Vote to Eliminate Senate Secret Holds is Scheduled for September

Washington, D.C. – The bipartisan coalition of Senators working to reform the Senate’s use of secret holds welcomed Senate Majority Leader, Harry Reid’s (D-Nev.) pledge today to call up their legislation as one of the first votes in September.  The Secret Holds Elimination Act, sponsored by U.S. Senators Ron Wyden (D-Ore.), Chuck Grassley, (R-Iowa), and Claire McCaskill (D- Mo.), would eliminate a single Senator’s ability to indefinitely hijack the legislative process in secret by requiring that all holds be submitted in writing and automatically disclosed after one legislative day.

“During the next work period, I am committed to having Senators vote on whether or not to end the use of secret holds in the Senate,” Reid said.  “This bipartisan proposal is a step in the right direction to put transparency above secrecy.”    

“Thanks to Senator Reid, Senators are going to have to come forward and say whether or not they support secrecy in the Senate,”
Wyden said.  “While the last thirteen years have taught me not to underestimate our opponents in this fight, I believe we are finally on the verge of enacting real reform that makes it clear that no one Senator – on either side of the aisle – should be able to bring Congress to a halt without consequence.  While the conventional wisdom is that it is impossible to both reform the Senate and achieve bipartisanship, I believe we are going to do both.”

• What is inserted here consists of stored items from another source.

//! Value types shared by the controller modules.

use core::fmt;

use serde::{Deserialize, Serialize};

use crate::fee::Fee;

/// Number of parking spaces served by one gate
pub const SPACES: usize = 3;

/// Parking space number, 1-based as printed on the lot
#[derive(Clone, Copy, Debug, PartialEq, Eq, PartialOrd, Ord, Hash, Deserialize, Serialize)]
#[serde(try_from = "u8", into = "u8")]
pub struct SpaceId(u8);

impl SpaceId {
    /// Returns `None` unless `1 <= n <= SPACES`
    pub const fn new(n: u8) -> Option<Self> {
        if n >= 1 && (n as usize) <= SPACES {
            Some(Self(n))
        } else {
            None
        }
    }

    pub(crate) const fn from_index(index: usize) -> Self {
        Self(index as u8 + 1)
    }

    pub const fn number(self) -> u8 {
        self.0
    }

    pub const fn index(self) -> usize {
        (self.0 - 1) as usize
    }
}

#[derive(Clone, Copy, Debug, PartialEq, Eq, thiserror::Error)]
#[error("no parking space {0}")]
pub struct InvalidSpace(pub u8);

impl TryFrom<u8> for SpaceId {
    type Error = InvalidSpace;

    fn try_from(n: u8) -> Result<Self, InvalidSpace> {
        Self::new(n).ok_or(InvalidSpace(n))
    }
}

impl From<SpaceId> for u8 {
    fn from(space: SpaceId) -> u8 {
        space.0
    }
}

impl fmt::Display for SpaceId {
    fn fmt(&self, f: &mut fmt::Formatter<'_>) -> fmt::Result {
        write!(f, "{}", self.0)
    }
}

/// Vehicle identifier used by the session ledger
#[derive(Clone, Copy, Debug, PartialEq, Eq, PartialOrd, Ord, Hash, Deserialize, Serialize)]
#[serde(transparent)]
pub struct VehicleId(pub u32);

impl fmt::Display for VehicleId {
    fn fmt(&self, f: &mut fmt::Formatter<'_>) -> fmt::Result {
        write!(f, "#{}", self.0)
    }
}

/// Entry/exit state machine states
#[derive(Clone, Copy, Debug, PartialEq, Eq)]
pub enum FsmState {
    Idle,
    GateOpeningForEntry,
    GateOpeningForExit,
    /// A fee was shown; the next exit request confirms payment
    AwaitingExitConfirmation { fee: Fee },
}

impl FsmState {
    pub const fn is_awaiting_payment(&self) -> bool {
        matches!(self, FsmState::AwaitingExitConfirmation { .. })
    }
}

/// Raw readings of the two ambient light sensors
#[derive(Clone, Copy, Debug, Default, PartialEq, Eq)]
pub struct LightReadings(pub [u16; 2]);

/// One raw sample of every input, taken once per tick
#[derive(Clone, Copy, Debug, Default, PartialEq, Eq)]
pub struct GpiSample {
    pub entry_pressed: bool,
    pub exit_pressed: bool,
    pub light: LightReadings,
}

/// Released-to-pressed transitions detected on one tick
#[derive(Clone, Copy, Debug, Default, PartialEq, Eq)]
pub struct ButtonEdges {
    pub entry: bool,
    pub exit: bool,
}

#[cfg(test)]
mod tests {
    use super::*;

    #[test]
    fn space_ids_are_one_based_and_bounded() {
        assert_eq!(SpaceId::new(0), None);
        assert_eq!(SpaceId::new(4), None);
        let s = SpaceId::new(3).unwrap();
        assert_eq!(s.index(), 2);
        assert_eq!(SpaceId::from_index(0).number(), 1);
        assert_eq!(SpaceId::try_from(5), Err(InvalidSpace(5)));
    }
}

“Our bipartisan efforts to end secret holds in the Senate have received tremendous support over the years, only to be thwarted in last ditch efforts by members of both parties.  I appreciate the commitment to a final vote on this issue, because just when you think you’ve made real progress, like in the ethics bill, somebody pulls the rug out from under you,” Grassley said.  “The bottom line remains that if a Senator has a legitimate reason to object to proceeding to a bill or nominee, then he or she ought to have the guts to do so publicly.”

“We’ve all been sent to the Senate to do the people’s business so the American people deserve to know if a senator is holding up a piece of legislation and why,” McCaskill said. “We should not be doing our business in secret. I’m glad to see Senate leadership is taking our work to end this practice seriously, and I hope my colleagues will agree that it’s time we stand up for transparency and accountability in Washington.”

Wyden and Grassley have spent more than a decade fighting to eliminate secret holds having introduced numerous bills and amendments to kill the practice.  In 1997, they successfully attached an amendment to an appropriations bill only to have the amendment eliminated in conference with the House of Representatives.  In 1999, they secured a pledge from both Democratic and Republican leadership to no longer honor secret holds.  According to the Congressional Research Service the pledge failed due to a lack of an enforcement mechanism.  In 2006, a Wyden-Grassley amendment requiring that secret holds be publically disclosed after three legislative days passed the Senate 84 to 13.  The amendment was altered as part of the 2007 Honest Leadership and Open Government Act to require disclosure after six days only after a nomination or piece of legislation is called up on the floor.  Senator McCaskill brought renewed attention and momentum to the effort earlier this year by drawing attention to the continued abuse of secret holds and authored a letter signed by 68 senators calling for the elimination of the practice.

The three joined forces to introduce a new version of the Secret Holds Elimination Act last week.  The legislation will require that all holds on legislation and nominees be submitted in writing and automatically printed in the Congressional Record after one legislative day, whether the bill or nomination has been brought up for floor consideration or not.  The latter provision will eliminate the all-too-common practice of secret holds being used to indefinitely prevent bills from reaching the Senate floor.